Çağdaş sosyolojik analizler, şiddetli toplumsal kötülük
biçimleri saptıyor: Kadın cinayetleri, çocuk istismarları,
merkezi yönetimde otoriterleşme eğilimleri, baskı ve sansür,
popülist siyaset, basın baronları, politik troller, siyasetçilerin
hesap verebilirliklerinin olmaması, siyasi himaye, kemer sıkma
anlatılarıyla beslenen kamu finansmanının yetersizliği, aşırı
spekülasyon, servet, güç ve fırsatlardaki eşitsizlikler,
yolsuzluk, bireycilik, fiziksel izolasyon ve sosyal medya riskleri,
iklim kaosu, kaynakları yağmalayan tüketici kapitalizm, Gazze’de
yarısı çocuk altmış binden fazla insanı soykıran faşizan
saldırganlık, insanlarıyla ve tüm maddi varlıklarıyla yok
ettiği ülkede plazalar ve eğlence merkezleri inşa etmeyi
planlayan emperyalizm…
Sosyolojinin kurucularından Emile
Durkheim’e göre, kötülük bireyin toplumsal düzenle olan
bağının zayıflamasıyla ortaya çıkıyor ve anomi (normsuzluk)

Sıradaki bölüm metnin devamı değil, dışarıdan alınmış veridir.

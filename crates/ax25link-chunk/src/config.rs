use ax25link_frame::MAX_WIRE_LEN;
use serde::{Deserialize, Serialize};

/// How reassembly places chunk data in the output matrix.
#[derive(Debug, Clone, Copy, PartialEq, Eq, Default, Serialize, Deserialize)]
#[serde(rename_all = "kebab-case")]
pub enum ChunkOrdering {
    /// Place each chunk at `chunk_index * chunk_capacity` and require every
    /// index exactly once.
    #[default]
    ByIndex,
    /// Append chunks in container order. The container must already be in
    /// index order; reordering or loss goes undetected beyond a size check.
    Arrival,
}

/// Limits and reassembly policy for the chunk protocol.
#[derive(Debug, Clone, Copy, PartialEq, Eq, Serialize, Deserialize)]
#[serde(default)]
pub struct ChunkConfig {
    /// Maximum matrix rows.
    pub max_rows: u16,
    /// Maximum matrix columns.
    pub max_cols: u16,
    /// Safety ceiling for a container length prefix.
    pub max_frame_len: usize,
    /// Placement policy used by reassembly.
    pub ordering: ChunkOrdering,
}

impl Default for ChunkConfig {
    fn default() -> Self {
        Self {
            max_rows: 1024,
            max_cols: 1024,
            max_frame_len: MAX_WIRE_LEN,
            ordering: ChunkOrdering::ByIndex,
        }
    }
}

#[cfg(test)]
mod tests {
    use super::*;

    #[test]
    fn ordering_serializes_kebab_case() {
        let json = serde_json::to_string(&ChunkOrdering::ByIndex).unwrap();
        assert_eq!(json, "\"by-index\"");
        let parsed: ChunkConfig = serde_json::from_str(r#"{"ordering":"arrival"}"#).unwrap();
        assert_eq!(parsed.ordering, ChunkOrdering::Arrival);
        assert_eq!(parsed.max_rows, 1024);
    }
}
use std::fmt;
use std::io;

use ax25link_chunk::ChunkError;
use ax25link_frame::FrameError;

pub const SUCCESS: i32 = 0;
pub const FAILURE: i32 = 1;
pub const PERMISSION_DENIED: i32 = 50;
pub const DATA_INVALID: i32 = 60;
pub const USAGE: i32 = 64;
pub const INTERNAL: i32 = 125;

pub type CliResult<T> = Result<T, CliError>;

#[derive(Debug)]
pub struct CliError {
    pub code: i32,
    pub message: String,
}

impl CliError {
    pub fn new(code: i32, message: impl Into<String>) -> Self {
        Self {
            code,
            message: message.into(),
        }
    }
}

impl fmt::Display for CliError {
    fn fmt(&self, f: &mut fmt::Formatter<'_>) -> fmt::Result {
        write!(f, "{}", self.message)
    }
}

impl std::error::Error for CliError {}

pub fn io_error(context: &str, err: io::Error) -> CliError {
    let code = match err.kind() {
        io::ErrorKind::PermissionDenied => PERMISSION_DENIED,
        io::ErrorKind::NotFound => FAILURE,
        io::ErrorKind::InvalidData | io::ErrorKind::UnexpectedEof => DATA_INVALID,
        _ => INTERNAL,
    };
    CliError::new(code, format!("{context}: {err}"))
}

pub fn frame_error(context: &str, err: FrameError) -> CliError {
    let code = match err {
        FrameError::UnsupportedFrameKind(_)
        | FrameError::Config(_)
        | FrameError::InvalidCallsign(_)
        | FrameError::InvalidSsid(_) => USAGE,
        FrameError::InvalidLength { .. }
        | FrameError::StuffingOverflow { .. }
        | FrameError::SyncNotFound(_)
        | FrameError::ChecksumMismatch { .. } => DATA_INVALID,
    };
    CliError::new(code, format!("{context}: {err}"))
}

pub fn chunk_error(context: &str, err: ChunkError) -> CliError {
    match err {
        ChunkError::Frame(err) => frame_error(context, err),
        ChunkError::Config(_) | ChunkError::DimensionsExceeded { .. } | ChunkError::EmptyMatrix => {
            CliError::new(USAGE, format!("{context}: {err}"))
        }
        other => CliError::new(DATA_INVALID, format!("{context}: {other}")),
    }
}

durumunda bireyler suça veya şiddete yönelebiliyor. Bu yaklaşım,
kötülüğün sadece patolojik olduğu yönündeki indirgemeci
düşüncelere meydan okurken, Max Weber, Nazi bürokrasisinde
sıradan memurların katliamlarda rol almalarını örnek göstererek,
modern toplumda rasyonelleşme ve bürokratikleşmenin, bireyleri
kurallara itaat eden mekanik varlıklar haline getirdiğini söylüyor
ve “Ama sadece görevimi yapıyordum!” anlayışının, modern
kötülüğün tipik sosyolojik motifi olduğunu belirtiyor. Kötülüğün moderniteyle (kapitalist
modernizm) olanaklı hale geldiğini savunan Zygmunt Bauman’a göre,
rasyonellik, verimlilik, bürokrasi, teknoloji gibi araç ve
değerleri, etik güçler tarafından kontrol edilmediğinde, eşi
benzeri görülmemiş bir kötülük kapasitesi barındırıyor.
Michel Foucault, kötülüğü merkezîleşmiş bir güçten çok,
dağınık ve yayılmış iktidar biçimleri içinde analiz ediyor.
Onun tanımladığı “disiplin toplumu”, “dijital disiplin”in
özgürlük diye sunulduğu çağımızda, bireyleri denetim altında
tutmakta ve çağın “normal”ine uymaya zorlamaktadır. Kötülük
açık şiddetten çok, baskılayıcı normlar, dışlayıcı
söylemler ve bireyleri biçimlendiren mikro-iktidar mekanizmalarıyla
işliyor. Pierre Bourdieu, kötülüğü simgesel şiddet kavramıyla
açıklıyor ve fiziksel değil, meşrulaştırılmış normlar ve
kültürel sermaye kaynaklı şiddete dikkat çekiyor. Örneğin
eğitim sistemi ya da dil kullanımı üzerinden bireyleri
değersizleştirmek, kurumsallaşmış kötülük oluyor. Hannah
Arendt ise literatüre “kötülüğün sıradanlığı” kavramını
kazandırıyor. Nazi bürokratı Adolf Eichmann’ı analiz ederken,
kötülüğün sadist ya da şeytani değil, rutinleşmiş ve
düşüncesizce yapılan bir eylem olduğunu söylüyor…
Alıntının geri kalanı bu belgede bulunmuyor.